DIRECTIONS: Before you finish, make sure each line of the records has been retyped exactly.

EXERCISE INPUT:
=== Section Start ===

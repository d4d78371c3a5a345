//! Catalog sync engine
//!
//! Drives the mirror: fetch a group, refresh its catalog record, then walk
//! its past-events feed until no new events arrive. Fetch and mapping
//! failures degrade to skipped work, storage failures abort the pass.

use tracing::warn;

use crate::config::validation::{MAX_PAGE_SIZE, MIN_PAGE_SIZE};
use crate::config::SyncConfig;
use crate::models::{Event, Group};
use crate::services::client::MeetupClient;
use crate::services::parser::{event_from_response, group_from_response};
use crate::storage::CatalogStore;
use crate::utils::errors::{FetchError, MeetupSyncError, Result};
use crate::utils::helpers::format_date_cursor;
use crate::utils::logging::{log_group_removed, log_sync_summary};

/// Outcome of syncing one group together with its events
#[derive(Debug)]
pub enum GroupSyncOutcome {
    /// Group record refreshed; carries the events new to the catalog
    Synced { group: Group, new_events: Vec<Event> },
    /// Remote reported the group gone and a local copy was removed
    Deleted,
    /// Nothing usable came back and no local state changed
    Failed,
}

/// Counters of a catalog-wide sync pass
#[derive(Debug, Clone, Default, PartialEq, Eq)]
pub struct SyncSummary {
    pub groups_synced: usize,
    pub groups_deleted: usize,
    pub groups_failed: usize,
    pub events_created: usize,
}

/// What a single group fetch produced, before events enter the picture
enum GroupFetch {
    Mapped(Group),
    Removed { had_local_copy: bool },
    Skipped,
}

/// Incremental mirror of groups and their past events
pub struct SyncEngine<S: CatalogStore> {
    client: MeetupClient,
    store: S,
    page_size: u32,
}

impl<S: CatalogStore> SyncEngine<S> {
    /// Create a new sync engine over a client and a catalog store
    pub fn new(client: MeetupClient, store: S, config: &SyncConfig) -> Self {
        Self {
            client,
            store,
            page_size: config.page_size,
        }
    }

    /// The catalog store this engine writes through
    pub fn store(&self) -> &S {
        &self.store
    }

    /// Fetch one group and refresh its catalog record
    ///
    /// Returns `Ok(None)` when the group could not be synced: the remote
    /// reported it gone (the local copy, if any, is deleted), the fetch
    /// failed, or the payload was unusable.
    pub async fn sync_group(&self, urlname: &str) -> Result<Option<Group>> {
        match self.fetch_and_map_group(urlname).await? {
            GroupFetch::Mapped(group) => Ok(Some(group)),
            GroupFetch::Removed { .. } | GroupFetch::Skipped => Ok(None),
        }
    }

    /// Fetch one page of the past-events feed and store the new entries
    ///
    /// The feed is cursored by date: with a latest known event its day is
    /// passed as `no_earlier_than`, re-fetching that day and everything
    /// after. Feed failures yield an empty page, unusable entries are
    /// skipped one by one.
    pub async fn sync_events_page(&self, group: &Group, page_size: u32) -> Result<Vec<Event>> {
        let path = match self.store.latest_event_of_group(group.meetup_id).await? {
            Some(last_event) => format!(
                "{}/events?status=past&no_earlier_than={}&page={}",
                group.urlname,
                format_date_cursor(last_event.time),
                page_size
            ),
            None => format!("{}/events?status=past&page={}", group.urlname, page_size),
        };

        let body = match self.client.get(&path).await {
            Ok(body) => body,
            Err(err) => {
                warn!(urlname = %group.urlname, error = %err, "Event feed request failed");
                return Ok(Vec::new());
            }
        };

        let Some(entries) = body.as_array() else {
            warn!(urlname = %group.urlname, "Event feed payload is not an array");
            return Ok(Vec::new());
        };

        let mut events = Vec::new();
        for entry in entries {
            match event_from_response(&self.store, group, entry).await {
                Ok(Some(event)) => events.push(event),
                Ok(None) => {}
                Err(MeetupSyncError::Parse(err)) => {
                    warn!(urlname = %group.urlname, error = %err, "Skipping unusable event entry");
                }
                Err(err) => return Err(err),
            }
        }
        Ok(events)
    }

    /// Walk the past-events feed until a page yields nothing new
    ///
    /// `page_size` is clamped into the accepted range first. Each stored
    /// page advances the date cursor, so repeated requests converge: once
    /// a page creates zero events the feed is exhausted.
    pub async fn sync_all_past_events(&self, group: &Group, page_size: u32) -> Result<Vec<Event>> {
        let page_size = clamp_page_size(page_size);
        let mut events = Vec::new();
        loop {
            let page = self.sync_events_page(group, page_size).await?;
            if page.is_empty() {
                break;
            }
            events.extend(page);
        }
        Ok(events)
    }

    /// Sync one group and then its full past-events feed
    pub async fn sync_group_with_events(&self, urlname: &str) -> Result<GroupSyncOutcome> {
        match self.fetch_and_map_group(urlname).await? {
            GroupFetch::Mapped(group) => {
                let new_events = self.sync_all_past_events(&group, self.page_size).await?;
                Ok(GroupSyncOutcome::Synced { group, new_events })
            }
            GroupFetch::Removed {
                had_local_copy: true,
            } => Ok(GroupSyncOutcome::Deleted),
            GroupFetch::Removed {
                had_local_copy: false,
            }
            | GroupFetch::Skipped => Ok(GroupSyncOutcome::Failed),
        }
    }

    /// Run a sync pass over every group already in the catalog
    pub async fn sync_known_groups(&self) -> Result<SyncSummary> {
        let groups = self.store.list_groups().await?;
        let mut summary = SyncSummary::default();

        for group in groups {
            match self.sync_group_with_events(&group.urlname).await? {
                GroupSyncOutcome::Synced { new_events, .. } => {
                    summary.groups_synced += 1;
                    summary.events_created += new_events.len();
                }
                GroupSyncOutcome::Deleted => summary.groups_deleted += 1,
                GroupSyncOutcome::Failed => summary.groups_failed += 1,
            }
        }

        log_sync_summary(
            summary.groups_synced,
            summary.groups_deleted,
            summary.groups_failed,
            summary.events_created,
        );
        Ok(summary)
    }

    async fn fetch_and_map_group(&self, urlname: &str) -> Result<GroupFetch> {
        match self.client.get(urlname).await {
            Ok(value) => match group_from_response(&self.store, &value).await {
                Ok(group) => Ok(GroupFetch::Mapped(group)),
                Err(MeetupSyncError::Parse(err)) => {
                    warn!(urlname = urlname, error = %err, "Skipping group with unusable payload");
                    Ok(GroupFetch::Skipped)
                }
                Err(err) => Err(err),
            },
            Err(err) if err.indicates_removal() => {
                let had_local_copy = self.store.delete_group(urlname).await?;
                log_group_removed(urlname, removal_status(&err), had_local_copy);
                Ok(GroupFetch::Removed { had_local_copy })
            }
            Err(err) => {
                warn!(urlname = urlname, error = %err, "Group fetch failed");
                Ok(GroupFetch::Skipped)
            }
        }
    }
}

fn clamp_page_size(page_size: u32) -> u32 {
    page_size.clamp(MIN_PAGE_SIZE, MAX_PAGE_SIZE)
}

fn removal_status(err: &FetchError) -> u16 {
    match err {
        FetchError::Gone => 410,
        _ => 404,
    }
}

=== Section End ===

TASK SOLUTION:
repository d4d78371c3a5a345
//! Catalog sync engine
//!
//! Drives the mirror: fetch a group, refresh its catalog record, then walk
//! its past-events feed until no new events arrive. Fetch and mapping
//! failures degrade to skipped work, storage failures abort the pass.

use tracing::warn;

use crate::config::validation::{MAX_PAGE_SIZE, MIN_PAGE_SIZE};
use crate::config::SyncConfig;
use crate::models::{Event, Group};
use crate::services::client::MeetupClient;
use crate::services::parser::{event_from_response, group_from_response};
use crate::storage::CatalogStore;
use crate::utils::errors::{FetchError, MeetupSyncError, Result};
use crate::utils::helpers::format_date_cursor;
use crate::utils::logging::{log_group_removed, log_sync_summary};

/// Outcome of syncing one group together with its events
#[derive(Debug)]
pub enum GroupSyncOutcome {
    /// Group record refreshed; carries the events new to the catalog
    Synced { group: Group, new_events: Vec<Event> },
    /// Remote reported the group gone and a local copy was removed
    Deleted,
    /// Nothing usable came back and no local state changed
    Failed,
}

/// Counters of a catalog-wide sync pass
#[derive(Debug, Clone, Default, PartialEq, Eq)]
pub struct SyncSummary {
    pub groups_synced: usize,
    pub groups_deleted: usize,
    pub groups_failed: usize,
    pub events_created: usize,
}

/// What a single group fetch produced, before events enter the picture
enum GroupFetch {
    Mapped(Group),
    Removed { had_local_copy: bool },
    Skipped,
}

/// Incremental mirror of groups and their past events
pub struct SyncEngine<S: CatalogStore> {
    client: MeetupClient,
    store: S,
    page_size: u32,
}

impl<S: CatalogStore> SyncEngine<S> {
    /// Create a new sync engine over a client and a catalog store
    pub fn new(client: MeetupClient, store: S, config: &SyncConfig) -> Self {
        Self {
            client,
            store,
            page_size: config.page_size,
        }
    }

    /// The catalog store this engine writes through
    pub fn store(&self) -> &S {
        &self.store
    }

    /// Fetch one group and refresh its catalog record
    ///
    /// Returns `Ok(None)` when the group could not be synced: the remote
    /// reported it gone (the local copy, if any, is deleted), the fetch
    /// failed, or the payload was unusable.
    pub async fn sync_group(&self, urlname: &str) -> Result<Option<Group>> {
        match self.fetch_and_map_group(urlname).await? {
            GroupFetch::Mapped(group) => Ok(Some(group)),
            GroupFetch::Removed { .. } | GroupFetch::Skipped => Ok(None),
        }
    }

    /// Fetch one page of the past-events feed and store the new entries
    ///
    /// The feed is cursored by date: with a latest known event its day is
    /// passed as `no_earlier_than`, re-fetching that day and everything
    /// after. Feed failures yield an empty page, unusable entries are
    /// skipped one by one.
    pub async fn sync_events_page(&self, group: &Group, page_size: u32) -> Result<Vec<Event>> {
        let path = match self.store.latest_event_of_group(group.meetup_id).await? {
            Some(last_event) => format!(
                "{}/events?status=past&no_earlier_than={}&page={}",
                group.urlname,
                format_date_cursor(last_event.time),
                page_size
            ),
            None => format!("{}/events?status=past&page={}", group.urlname, page_size),
        };

        let body = match self.client.get(&path).await {
            Ok(body) => body,
            Err(err) => {
                warn!(urlname = %group.urlname, error = %err, "Event feed request failed");
                return Ok(Vec::new());
            }
        };

        let Some(entries) = body.as_array() else {
            warn!(urlname = %group.urlname, "Event feed payload is not an array");
            return Ok(Vec::new());
        };

        let mut events = Vec::new();
        for entry in entries {
            match event_from_response(&self.store, group, entry).await {
                Ok(Some(event)) => events.push(event),
                Ok(None) => {}
                Err(MeetupSyncError::Parse(err)) => {
                    warn!(urlname = %group.urlname, error = %err, "Skipping unusable event entry");
                }
                Err(err) => return Err(err),
            }
        }
        Ok(events)
    }

    /// Walk the past-events feed until a page yields nothing new
    ///
    /// `page_size` is clamped into the accepted range first. Each stored
    /// page advances the date cursor, so repeated requests converge: once
    /// a page creates zero events the feed is exhausted.
    pub async fn sync_all_past_events(&self, group: &Group, page_size: u32) -> Result<Vec<Event>> {
        let page_size = clamp_page_size(page_size);
        let mut events = Vec::new();
        loop {
            let page = self.sync_events_page(group, page_size).await?;
            if page.is_empty() {
                break;
            }
            events.extend(page);
        }
        Ok(events)
    }

    /// Sync one group and then its full past-events feed
    pub async fn sync_group_with_events(&self, urlname: &str) -> Result<GroupSyncOutcome> {
        match self.fetch_and_map_group(urlname).await? {
            GroupFetch::Mapped(group) => {
                let new_events = self.sync_all_past_events(&group, self.page_size).await?;
                Ok(GroupSyncOutcome::Synced { group, new_events })
            }
            GroupFetch::Removed {
                had_local_copy: true,
            } => Ok(GroupSyncOutcome::Deleted),
            GroupFetch::Removed {
                had_local_copy: false,
            }
            | GroupFetch::Skipped => Ok(GroupSyncOutcome::Failed),
        }
    }

    /// Run a sync pass over every group already in the catalog
    pub async fn sync_known_groups(&self) -> Result<SyncSummary> {
        let groups = self.store.list_groups().await?;
        let mut summary = SyncSummary::default();

        for group in groups {
            match self.sync_group_with_events(&group.urlname).await? {
                GroupSyncOutcome::Synced { new_events, .. } => {
                    summary.groups_synced += 1;
                    summary.events_created += new_events.len();
                }
                GroupSyncOutcome::Deleted => summary.groups_deleted += 1,
                GroupSyncOutcome::Failed => summary.groups_failed += 1,
            }
        }

        log_sync_summary(
            summary.groups_synced,
            summary.groups_deleted,
            summary.groups_failed,
            summary.events_created,
        );
        Ok(summary)
    }

    async fn fetch_and_map_group(&self, urlname: &str) -> Result<GroupFetch> {
        match self.client.get(urlname).await {
            Ok(value) => match group_from_response(&self.store, &value).await {
                Ok(group) => Ok(GroupFetch::Mapped(group)),
                Err(MeetupSyncError::Parse(err)) => {
                    warn!(urlname = urlname, error = %err, "Skipping group with unusable payload");
                    Ok(GroupFetch::Skipped)
                }
                Err(err) => Err(err),
            },
            Err(err) if err.indicates_removal() => {
                let had_local_copy = self.store.delete_group(urlname).await?;
                log_group_removed(urlname, removal_status(&err), had_local_copy);
                Ok(GroupFetch::Removed { had_local_copy })
            }
            Err(err) => {
                warn!(urlname = urlname, error = %err, "Group fetch failed");
                Ok(GroupFetch::Skipped)
            }
        }
    }
}

fn clamp_page_size(page_size: u32) -> u32 {
    page_size.clamp(MIN_PAGE_SIZE, MAX_PAGE_SIZE)
}

fn removal_status(err: &FetchError) -> u16 {
    match err {
        FetchError::Gone => 410,
        _ => 404,
    }
}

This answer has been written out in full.